(Stored dataset items)
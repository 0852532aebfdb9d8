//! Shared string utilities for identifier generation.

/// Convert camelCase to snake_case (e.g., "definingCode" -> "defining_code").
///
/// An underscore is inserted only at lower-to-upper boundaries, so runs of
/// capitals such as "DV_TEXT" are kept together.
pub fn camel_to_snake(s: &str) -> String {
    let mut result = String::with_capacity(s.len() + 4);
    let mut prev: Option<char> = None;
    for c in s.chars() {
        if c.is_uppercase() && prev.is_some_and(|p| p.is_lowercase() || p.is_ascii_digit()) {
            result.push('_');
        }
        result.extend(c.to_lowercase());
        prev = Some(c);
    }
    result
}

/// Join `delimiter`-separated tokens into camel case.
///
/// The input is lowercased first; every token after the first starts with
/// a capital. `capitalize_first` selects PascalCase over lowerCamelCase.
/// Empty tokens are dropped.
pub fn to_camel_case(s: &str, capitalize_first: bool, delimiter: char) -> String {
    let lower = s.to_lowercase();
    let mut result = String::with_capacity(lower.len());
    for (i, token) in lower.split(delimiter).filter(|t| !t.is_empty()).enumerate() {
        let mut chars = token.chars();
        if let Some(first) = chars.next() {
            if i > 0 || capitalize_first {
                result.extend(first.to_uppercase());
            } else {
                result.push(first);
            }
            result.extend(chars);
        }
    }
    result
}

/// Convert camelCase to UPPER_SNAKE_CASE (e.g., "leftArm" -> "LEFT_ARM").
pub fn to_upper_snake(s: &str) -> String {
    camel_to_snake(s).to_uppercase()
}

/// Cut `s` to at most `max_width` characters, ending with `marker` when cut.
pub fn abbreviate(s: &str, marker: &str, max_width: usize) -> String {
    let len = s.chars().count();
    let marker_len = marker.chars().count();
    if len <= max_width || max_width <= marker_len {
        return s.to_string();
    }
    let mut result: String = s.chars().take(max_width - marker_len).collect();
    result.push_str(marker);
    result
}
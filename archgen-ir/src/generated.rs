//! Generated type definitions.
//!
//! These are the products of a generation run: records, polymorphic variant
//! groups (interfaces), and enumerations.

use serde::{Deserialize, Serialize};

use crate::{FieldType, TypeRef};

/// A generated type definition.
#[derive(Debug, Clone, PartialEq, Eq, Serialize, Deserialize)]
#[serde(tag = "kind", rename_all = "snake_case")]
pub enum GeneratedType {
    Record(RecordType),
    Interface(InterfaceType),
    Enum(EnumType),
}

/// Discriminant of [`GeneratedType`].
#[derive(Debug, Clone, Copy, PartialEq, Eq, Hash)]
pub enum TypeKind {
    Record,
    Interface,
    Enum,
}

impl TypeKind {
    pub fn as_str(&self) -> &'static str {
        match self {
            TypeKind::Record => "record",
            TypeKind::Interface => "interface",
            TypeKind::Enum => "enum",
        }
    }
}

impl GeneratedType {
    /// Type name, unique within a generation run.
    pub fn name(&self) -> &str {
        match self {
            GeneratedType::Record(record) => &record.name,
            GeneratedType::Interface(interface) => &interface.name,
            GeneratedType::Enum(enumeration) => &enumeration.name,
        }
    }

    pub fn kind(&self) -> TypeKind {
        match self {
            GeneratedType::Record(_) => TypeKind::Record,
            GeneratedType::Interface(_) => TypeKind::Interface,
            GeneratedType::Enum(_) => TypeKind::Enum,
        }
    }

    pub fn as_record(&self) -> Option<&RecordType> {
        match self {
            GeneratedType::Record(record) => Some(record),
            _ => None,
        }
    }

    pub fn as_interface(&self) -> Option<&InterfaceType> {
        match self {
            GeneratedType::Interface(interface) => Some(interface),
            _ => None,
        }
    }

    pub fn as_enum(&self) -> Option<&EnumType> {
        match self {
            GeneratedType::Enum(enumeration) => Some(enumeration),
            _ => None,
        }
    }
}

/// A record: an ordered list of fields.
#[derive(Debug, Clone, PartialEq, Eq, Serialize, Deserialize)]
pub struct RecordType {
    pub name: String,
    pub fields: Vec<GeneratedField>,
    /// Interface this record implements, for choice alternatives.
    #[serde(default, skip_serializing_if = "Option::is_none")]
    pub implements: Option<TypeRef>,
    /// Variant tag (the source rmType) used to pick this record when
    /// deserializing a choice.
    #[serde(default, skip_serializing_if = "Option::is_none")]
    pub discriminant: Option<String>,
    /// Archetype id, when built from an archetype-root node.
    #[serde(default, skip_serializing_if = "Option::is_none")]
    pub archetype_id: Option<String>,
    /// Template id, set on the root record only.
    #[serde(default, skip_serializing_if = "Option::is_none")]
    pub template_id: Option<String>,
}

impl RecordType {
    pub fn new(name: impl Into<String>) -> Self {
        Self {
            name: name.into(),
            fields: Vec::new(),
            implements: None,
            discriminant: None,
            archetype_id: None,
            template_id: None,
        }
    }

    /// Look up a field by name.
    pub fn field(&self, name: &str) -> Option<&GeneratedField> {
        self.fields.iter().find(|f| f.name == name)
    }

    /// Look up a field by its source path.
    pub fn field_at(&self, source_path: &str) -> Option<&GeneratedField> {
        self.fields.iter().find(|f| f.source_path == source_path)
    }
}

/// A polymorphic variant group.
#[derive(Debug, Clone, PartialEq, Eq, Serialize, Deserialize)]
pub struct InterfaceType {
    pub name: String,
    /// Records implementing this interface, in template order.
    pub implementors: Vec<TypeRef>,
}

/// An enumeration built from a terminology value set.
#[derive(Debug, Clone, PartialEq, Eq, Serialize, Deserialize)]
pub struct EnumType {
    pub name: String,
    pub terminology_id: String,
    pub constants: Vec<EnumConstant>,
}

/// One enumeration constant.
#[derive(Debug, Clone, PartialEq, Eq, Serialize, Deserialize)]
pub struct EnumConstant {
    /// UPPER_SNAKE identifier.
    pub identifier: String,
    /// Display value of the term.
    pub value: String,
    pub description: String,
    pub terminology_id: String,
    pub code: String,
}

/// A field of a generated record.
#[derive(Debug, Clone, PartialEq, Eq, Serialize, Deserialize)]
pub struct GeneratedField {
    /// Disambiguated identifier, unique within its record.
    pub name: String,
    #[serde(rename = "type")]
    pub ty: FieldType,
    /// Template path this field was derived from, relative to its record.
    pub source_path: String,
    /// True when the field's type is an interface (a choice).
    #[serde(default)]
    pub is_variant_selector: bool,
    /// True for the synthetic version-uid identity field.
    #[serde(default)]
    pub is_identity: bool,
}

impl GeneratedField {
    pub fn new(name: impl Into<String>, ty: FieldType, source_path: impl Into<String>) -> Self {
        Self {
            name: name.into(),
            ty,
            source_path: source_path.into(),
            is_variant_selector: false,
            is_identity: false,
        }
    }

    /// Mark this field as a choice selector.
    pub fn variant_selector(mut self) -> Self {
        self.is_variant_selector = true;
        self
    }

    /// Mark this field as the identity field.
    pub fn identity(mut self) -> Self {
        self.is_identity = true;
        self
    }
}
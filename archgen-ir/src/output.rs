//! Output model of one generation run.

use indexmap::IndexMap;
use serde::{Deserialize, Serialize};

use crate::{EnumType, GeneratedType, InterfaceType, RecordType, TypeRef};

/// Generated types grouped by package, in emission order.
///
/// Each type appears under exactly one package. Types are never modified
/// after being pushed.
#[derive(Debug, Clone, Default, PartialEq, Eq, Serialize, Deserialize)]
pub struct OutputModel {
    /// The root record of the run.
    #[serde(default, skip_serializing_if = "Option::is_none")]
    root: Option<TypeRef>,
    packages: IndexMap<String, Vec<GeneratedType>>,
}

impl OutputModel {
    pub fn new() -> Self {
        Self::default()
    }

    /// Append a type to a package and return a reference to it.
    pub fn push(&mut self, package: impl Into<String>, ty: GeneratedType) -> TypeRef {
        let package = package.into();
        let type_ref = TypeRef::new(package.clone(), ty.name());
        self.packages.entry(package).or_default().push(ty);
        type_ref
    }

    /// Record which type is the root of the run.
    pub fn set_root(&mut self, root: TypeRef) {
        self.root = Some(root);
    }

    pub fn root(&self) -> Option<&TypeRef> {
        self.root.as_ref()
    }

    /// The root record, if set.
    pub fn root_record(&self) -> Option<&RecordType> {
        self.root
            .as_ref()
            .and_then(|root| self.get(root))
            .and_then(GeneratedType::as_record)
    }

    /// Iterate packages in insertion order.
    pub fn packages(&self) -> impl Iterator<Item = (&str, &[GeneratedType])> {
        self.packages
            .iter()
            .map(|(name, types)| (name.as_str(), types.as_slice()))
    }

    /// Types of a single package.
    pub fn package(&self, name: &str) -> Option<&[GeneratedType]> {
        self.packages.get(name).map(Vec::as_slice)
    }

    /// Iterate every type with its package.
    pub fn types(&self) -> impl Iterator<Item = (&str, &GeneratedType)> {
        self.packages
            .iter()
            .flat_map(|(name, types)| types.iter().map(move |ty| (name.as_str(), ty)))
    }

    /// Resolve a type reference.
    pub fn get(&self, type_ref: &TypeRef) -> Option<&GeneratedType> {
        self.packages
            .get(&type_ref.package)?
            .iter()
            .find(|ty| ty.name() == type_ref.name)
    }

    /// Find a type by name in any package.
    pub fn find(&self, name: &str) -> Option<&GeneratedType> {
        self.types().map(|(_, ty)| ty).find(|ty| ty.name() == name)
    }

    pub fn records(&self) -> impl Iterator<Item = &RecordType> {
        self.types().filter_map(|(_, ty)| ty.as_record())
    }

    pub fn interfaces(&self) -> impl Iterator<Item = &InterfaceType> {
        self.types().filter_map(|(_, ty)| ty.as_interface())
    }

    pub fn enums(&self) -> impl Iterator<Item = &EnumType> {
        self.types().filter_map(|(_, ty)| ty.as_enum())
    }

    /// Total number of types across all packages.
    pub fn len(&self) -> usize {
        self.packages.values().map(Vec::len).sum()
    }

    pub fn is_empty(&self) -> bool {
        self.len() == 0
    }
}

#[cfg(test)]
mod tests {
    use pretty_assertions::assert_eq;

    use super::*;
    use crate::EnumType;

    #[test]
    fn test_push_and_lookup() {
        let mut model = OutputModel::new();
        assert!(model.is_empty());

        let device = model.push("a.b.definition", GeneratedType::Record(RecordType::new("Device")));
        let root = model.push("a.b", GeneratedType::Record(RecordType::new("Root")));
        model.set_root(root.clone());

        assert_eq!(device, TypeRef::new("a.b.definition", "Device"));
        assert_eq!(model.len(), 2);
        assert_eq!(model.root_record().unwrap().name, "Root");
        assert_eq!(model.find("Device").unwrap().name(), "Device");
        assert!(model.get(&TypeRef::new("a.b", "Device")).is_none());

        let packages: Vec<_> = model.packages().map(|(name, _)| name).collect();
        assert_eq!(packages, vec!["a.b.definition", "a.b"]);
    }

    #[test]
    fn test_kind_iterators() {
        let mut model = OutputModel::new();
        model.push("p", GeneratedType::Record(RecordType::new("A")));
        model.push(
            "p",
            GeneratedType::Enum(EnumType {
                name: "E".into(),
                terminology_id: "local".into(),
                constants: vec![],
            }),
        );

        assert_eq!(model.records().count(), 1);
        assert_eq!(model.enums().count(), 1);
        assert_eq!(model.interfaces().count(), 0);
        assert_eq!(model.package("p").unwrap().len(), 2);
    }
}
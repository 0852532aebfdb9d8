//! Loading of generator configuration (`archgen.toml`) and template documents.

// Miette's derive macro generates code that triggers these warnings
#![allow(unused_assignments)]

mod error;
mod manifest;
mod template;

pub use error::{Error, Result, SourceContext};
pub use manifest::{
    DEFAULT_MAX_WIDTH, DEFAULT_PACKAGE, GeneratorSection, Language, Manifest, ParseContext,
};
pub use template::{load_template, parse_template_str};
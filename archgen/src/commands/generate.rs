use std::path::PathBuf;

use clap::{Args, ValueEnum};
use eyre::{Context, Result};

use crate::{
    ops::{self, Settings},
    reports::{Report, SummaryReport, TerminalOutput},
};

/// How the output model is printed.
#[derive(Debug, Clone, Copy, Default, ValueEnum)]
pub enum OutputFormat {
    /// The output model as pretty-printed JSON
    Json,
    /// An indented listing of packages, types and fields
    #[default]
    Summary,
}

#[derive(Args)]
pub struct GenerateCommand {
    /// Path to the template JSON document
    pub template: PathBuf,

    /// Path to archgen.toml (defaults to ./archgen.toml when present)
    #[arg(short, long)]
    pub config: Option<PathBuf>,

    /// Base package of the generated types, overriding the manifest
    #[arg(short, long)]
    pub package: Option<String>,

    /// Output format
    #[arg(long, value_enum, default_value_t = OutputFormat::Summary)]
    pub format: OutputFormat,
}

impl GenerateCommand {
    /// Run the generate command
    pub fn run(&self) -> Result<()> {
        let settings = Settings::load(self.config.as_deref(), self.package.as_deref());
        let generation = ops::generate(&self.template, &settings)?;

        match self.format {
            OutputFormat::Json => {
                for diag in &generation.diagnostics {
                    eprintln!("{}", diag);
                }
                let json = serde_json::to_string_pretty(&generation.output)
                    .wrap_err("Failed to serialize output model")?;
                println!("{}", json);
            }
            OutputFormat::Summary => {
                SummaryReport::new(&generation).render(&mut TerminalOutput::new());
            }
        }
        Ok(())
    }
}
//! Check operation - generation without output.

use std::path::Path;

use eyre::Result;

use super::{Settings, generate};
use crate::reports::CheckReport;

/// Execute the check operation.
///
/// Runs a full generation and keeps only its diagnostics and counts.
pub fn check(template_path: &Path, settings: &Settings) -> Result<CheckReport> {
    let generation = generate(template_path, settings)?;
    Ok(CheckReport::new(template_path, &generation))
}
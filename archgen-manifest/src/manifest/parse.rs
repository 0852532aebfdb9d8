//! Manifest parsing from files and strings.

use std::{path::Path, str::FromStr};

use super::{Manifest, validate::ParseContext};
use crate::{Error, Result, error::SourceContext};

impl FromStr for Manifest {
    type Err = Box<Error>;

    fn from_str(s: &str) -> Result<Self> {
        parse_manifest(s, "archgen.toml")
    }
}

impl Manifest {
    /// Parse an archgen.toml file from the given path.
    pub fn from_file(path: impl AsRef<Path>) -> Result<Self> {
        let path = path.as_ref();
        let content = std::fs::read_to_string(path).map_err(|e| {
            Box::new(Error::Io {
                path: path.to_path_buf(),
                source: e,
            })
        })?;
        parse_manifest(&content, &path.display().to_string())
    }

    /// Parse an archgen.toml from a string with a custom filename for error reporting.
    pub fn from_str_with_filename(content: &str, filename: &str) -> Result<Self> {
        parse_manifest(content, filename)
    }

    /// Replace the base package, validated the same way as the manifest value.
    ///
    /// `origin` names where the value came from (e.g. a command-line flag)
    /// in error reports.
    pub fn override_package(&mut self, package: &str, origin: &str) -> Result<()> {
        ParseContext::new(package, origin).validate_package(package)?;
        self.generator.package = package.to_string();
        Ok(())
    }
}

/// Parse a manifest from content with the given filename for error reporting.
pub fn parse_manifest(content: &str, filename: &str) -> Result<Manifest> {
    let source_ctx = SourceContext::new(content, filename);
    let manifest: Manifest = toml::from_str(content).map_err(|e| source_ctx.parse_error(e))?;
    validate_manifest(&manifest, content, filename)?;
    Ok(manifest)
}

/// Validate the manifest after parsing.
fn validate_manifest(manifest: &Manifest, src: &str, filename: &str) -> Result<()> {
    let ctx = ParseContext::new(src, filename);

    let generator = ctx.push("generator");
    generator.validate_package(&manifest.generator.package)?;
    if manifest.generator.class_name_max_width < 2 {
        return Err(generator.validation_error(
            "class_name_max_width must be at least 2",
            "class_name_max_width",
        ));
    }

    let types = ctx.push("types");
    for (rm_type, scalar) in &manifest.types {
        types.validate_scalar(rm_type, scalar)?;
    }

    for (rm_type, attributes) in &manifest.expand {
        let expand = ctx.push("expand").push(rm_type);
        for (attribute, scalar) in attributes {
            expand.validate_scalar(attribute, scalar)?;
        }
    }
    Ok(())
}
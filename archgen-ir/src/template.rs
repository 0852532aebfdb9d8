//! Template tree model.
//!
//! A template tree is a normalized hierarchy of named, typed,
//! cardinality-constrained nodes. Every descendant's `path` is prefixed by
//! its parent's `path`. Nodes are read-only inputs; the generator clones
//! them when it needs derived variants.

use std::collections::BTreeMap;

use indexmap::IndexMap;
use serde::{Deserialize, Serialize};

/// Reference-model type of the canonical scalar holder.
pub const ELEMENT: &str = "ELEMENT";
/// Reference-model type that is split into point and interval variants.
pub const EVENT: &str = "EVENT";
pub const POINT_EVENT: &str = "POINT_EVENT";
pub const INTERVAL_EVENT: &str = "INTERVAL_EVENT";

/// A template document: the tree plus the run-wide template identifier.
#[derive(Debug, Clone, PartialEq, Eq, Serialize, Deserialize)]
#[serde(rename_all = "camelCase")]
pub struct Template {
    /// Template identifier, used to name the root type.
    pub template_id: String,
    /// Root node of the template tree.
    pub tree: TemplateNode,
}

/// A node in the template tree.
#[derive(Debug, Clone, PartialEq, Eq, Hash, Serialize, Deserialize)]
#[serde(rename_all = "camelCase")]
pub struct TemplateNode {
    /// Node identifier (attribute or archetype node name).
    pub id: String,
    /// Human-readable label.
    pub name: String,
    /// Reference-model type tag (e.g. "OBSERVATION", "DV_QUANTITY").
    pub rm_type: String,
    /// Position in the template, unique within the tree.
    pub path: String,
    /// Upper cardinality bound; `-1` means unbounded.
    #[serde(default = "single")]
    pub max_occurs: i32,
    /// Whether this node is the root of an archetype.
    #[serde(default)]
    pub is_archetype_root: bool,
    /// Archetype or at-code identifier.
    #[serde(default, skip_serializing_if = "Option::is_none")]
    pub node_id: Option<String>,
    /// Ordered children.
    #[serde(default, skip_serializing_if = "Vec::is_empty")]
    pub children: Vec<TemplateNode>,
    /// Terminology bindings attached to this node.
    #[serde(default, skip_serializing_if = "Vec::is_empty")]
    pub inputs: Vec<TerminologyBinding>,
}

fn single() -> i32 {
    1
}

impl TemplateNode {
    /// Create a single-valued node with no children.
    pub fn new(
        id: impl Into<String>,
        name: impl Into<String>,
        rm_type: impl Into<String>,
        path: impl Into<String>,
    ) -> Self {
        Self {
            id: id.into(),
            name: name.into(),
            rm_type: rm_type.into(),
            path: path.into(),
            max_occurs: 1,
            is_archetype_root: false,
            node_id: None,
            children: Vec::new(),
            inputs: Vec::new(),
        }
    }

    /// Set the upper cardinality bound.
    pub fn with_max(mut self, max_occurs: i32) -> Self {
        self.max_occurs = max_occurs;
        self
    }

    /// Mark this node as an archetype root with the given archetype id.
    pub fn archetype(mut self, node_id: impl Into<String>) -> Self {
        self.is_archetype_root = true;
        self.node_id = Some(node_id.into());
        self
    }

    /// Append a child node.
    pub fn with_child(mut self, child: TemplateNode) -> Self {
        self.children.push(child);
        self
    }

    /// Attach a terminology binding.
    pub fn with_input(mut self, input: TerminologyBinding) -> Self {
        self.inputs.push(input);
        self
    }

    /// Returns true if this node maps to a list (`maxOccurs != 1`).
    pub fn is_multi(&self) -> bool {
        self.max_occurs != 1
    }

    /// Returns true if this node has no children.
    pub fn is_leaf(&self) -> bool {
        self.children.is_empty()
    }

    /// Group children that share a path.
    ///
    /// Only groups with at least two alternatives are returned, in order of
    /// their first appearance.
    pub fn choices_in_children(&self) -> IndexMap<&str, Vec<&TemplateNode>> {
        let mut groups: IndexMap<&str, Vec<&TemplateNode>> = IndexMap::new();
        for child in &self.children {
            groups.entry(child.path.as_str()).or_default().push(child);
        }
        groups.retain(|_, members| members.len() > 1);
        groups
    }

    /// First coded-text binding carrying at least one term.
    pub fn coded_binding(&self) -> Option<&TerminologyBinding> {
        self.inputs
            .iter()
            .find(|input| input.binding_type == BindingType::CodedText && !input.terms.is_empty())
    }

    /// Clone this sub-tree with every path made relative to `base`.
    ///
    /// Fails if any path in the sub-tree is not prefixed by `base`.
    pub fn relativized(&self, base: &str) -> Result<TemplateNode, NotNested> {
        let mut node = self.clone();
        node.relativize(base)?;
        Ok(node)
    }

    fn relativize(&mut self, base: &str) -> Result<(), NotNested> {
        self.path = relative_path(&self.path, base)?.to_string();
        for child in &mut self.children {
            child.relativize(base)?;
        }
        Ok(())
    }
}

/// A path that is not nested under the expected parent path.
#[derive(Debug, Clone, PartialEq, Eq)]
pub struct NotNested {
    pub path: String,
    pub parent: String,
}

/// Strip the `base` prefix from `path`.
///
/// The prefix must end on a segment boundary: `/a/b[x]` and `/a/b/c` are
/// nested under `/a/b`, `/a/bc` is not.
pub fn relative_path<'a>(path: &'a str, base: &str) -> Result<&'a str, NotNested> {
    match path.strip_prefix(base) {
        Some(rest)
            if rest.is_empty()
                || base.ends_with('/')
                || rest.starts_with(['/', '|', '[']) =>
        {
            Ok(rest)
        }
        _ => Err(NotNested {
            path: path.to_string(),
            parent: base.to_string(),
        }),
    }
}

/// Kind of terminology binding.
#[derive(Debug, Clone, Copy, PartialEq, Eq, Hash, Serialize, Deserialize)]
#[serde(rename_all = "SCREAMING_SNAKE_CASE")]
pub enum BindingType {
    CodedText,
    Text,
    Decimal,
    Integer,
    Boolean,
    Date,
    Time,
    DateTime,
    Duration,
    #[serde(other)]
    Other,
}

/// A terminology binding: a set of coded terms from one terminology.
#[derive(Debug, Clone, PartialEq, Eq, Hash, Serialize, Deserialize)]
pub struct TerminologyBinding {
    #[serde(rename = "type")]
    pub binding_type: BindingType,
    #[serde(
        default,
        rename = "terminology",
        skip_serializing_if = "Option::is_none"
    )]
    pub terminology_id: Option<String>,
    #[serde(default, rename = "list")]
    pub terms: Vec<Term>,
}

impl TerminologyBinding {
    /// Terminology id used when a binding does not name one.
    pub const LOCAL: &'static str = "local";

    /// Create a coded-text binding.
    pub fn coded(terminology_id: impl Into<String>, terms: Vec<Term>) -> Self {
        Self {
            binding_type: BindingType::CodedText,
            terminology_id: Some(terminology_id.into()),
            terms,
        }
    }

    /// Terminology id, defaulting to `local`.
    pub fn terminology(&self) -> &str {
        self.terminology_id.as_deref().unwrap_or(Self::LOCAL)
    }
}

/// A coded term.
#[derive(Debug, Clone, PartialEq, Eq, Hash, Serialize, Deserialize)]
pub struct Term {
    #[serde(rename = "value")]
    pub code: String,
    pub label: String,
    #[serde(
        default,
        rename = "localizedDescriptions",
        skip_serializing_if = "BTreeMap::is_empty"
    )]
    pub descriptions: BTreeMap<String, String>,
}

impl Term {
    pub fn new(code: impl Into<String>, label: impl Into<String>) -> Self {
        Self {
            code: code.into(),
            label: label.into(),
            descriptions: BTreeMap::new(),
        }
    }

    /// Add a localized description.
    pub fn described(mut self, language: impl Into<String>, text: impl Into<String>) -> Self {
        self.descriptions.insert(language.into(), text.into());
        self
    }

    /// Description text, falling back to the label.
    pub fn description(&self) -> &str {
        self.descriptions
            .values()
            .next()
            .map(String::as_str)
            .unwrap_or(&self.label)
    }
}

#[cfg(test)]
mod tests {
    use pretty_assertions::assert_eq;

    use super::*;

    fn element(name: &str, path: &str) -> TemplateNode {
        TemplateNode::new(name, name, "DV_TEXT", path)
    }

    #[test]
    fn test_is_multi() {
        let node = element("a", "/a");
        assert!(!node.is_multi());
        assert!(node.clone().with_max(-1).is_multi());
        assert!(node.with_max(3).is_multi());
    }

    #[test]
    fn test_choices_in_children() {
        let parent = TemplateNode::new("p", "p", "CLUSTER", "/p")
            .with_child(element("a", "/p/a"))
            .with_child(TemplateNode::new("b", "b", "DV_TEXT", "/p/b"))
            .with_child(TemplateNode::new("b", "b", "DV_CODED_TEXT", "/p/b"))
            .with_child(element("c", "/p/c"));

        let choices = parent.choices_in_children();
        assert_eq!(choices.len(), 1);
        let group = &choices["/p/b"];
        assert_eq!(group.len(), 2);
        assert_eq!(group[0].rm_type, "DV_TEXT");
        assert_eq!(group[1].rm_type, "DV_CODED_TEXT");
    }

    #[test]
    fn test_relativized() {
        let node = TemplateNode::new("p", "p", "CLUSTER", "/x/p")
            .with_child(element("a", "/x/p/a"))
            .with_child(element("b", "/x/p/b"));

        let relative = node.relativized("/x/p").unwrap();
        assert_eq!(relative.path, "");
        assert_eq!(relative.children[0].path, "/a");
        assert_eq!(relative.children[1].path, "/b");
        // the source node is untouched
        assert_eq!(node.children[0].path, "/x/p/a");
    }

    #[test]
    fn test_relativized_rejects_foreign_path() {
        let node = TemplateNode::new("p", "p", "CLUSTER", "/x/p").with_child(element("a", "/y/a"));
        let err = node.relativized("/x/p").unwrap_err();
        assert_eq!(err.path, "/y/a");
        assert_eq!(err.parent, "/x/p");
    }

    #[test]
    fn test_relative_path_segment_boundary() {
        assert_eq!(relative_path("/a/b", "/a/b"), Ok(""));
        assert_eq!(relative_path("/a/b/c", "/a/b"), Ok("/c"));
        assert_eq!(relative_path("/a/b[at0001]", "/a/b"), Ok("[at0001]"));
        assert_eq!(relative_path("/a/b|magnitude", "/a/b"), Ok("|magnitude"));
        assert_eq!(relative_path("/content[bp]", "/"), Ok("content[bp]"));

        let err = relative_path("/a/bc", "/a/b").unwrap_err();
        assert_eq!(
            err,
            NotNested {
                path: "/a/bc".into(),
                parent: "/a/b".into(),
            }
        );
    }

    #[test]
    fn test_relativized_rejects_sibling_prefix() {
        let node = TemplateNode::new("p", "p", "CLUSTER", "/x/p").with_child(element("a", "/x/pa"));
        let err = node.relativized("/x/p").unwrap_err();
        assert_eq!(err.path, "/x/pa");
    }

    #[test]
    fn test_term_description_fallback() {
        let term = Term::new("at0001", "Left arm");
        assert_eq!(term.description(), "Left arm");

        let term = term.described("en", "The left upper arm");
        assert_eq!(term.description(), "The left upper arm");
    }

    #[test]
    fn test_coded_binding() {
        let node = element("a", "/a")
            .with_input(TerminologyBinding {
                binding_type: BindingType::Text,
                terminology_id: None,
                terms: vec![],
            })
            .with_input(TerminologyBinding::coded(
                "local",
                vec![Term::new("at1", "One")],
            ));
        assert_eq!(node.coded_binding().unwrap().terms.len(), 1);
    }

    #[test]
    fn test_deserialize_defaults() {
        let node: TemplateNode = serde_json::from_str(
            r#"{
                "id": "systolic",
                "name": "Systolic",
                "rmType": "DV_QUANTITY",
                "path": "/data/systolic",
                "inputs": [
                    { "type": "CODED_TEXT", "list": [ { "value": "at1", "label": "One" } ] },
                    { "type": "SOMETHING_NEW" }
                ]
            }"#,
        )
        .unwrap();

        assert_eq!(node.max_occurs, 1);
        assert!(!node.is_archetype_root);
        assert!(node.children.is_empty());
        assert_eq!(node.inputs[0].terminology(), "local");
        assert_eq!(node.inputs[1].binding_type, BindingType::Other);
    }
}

What the task asks - Return nothing but the lines from the top of the records above through the line that has "result.extend(first.to_uppercase());". Keep each one exact.

Task solution -
repository 0852532aebfdb9d8
//! Shared string utilities for identifier generation.

/// Convert camelCase to snake_case (e.g., "definingCode" -> "defining_code").
///
/// An underscore is inserted only at lower-to-upper boundaries, so runs of
/// capitals such as "DV_TEXT" are kept together.
pub fn camel_to_snake(s: &str) -> String {
    let mut result = String::with_capacity(s.len() + 4);
    let mut prev: Option<char> = None;
    for c in s.chars() {
        if c.is_uppercase() && prev.is_some_and(|p| p.is_lowercase() || p.is_ascii_digit()) {
            result.push('_');
        }
        result.extend(c.to_lowercase());
        prev = Some(c);
    }
    result
}

/// Join `delimiter`-separated tokens into camel case.
///
/// The input is lowercased first; every token after the first starts with
/// a capital. `capitalize_first` selects PascalCase over lowerCamelCase.
/// Empty tokens are dropped.
pub fn to_camel_case(s: &str, capitalize_first: bool, delimiter: char) -> String {
    let lower = s.to_lowercase();
    let mut result = String::with_capacity(lower.len());
    for (i, token) in lower.split(delimiter).filter(|t| !t.is_empty()).enumerate() {
        let mut chars = token.chars();
        if let Some(first) = chars.next() {
            if i > 0 || capitalize_first {
                result.extend(first.to_uppercase());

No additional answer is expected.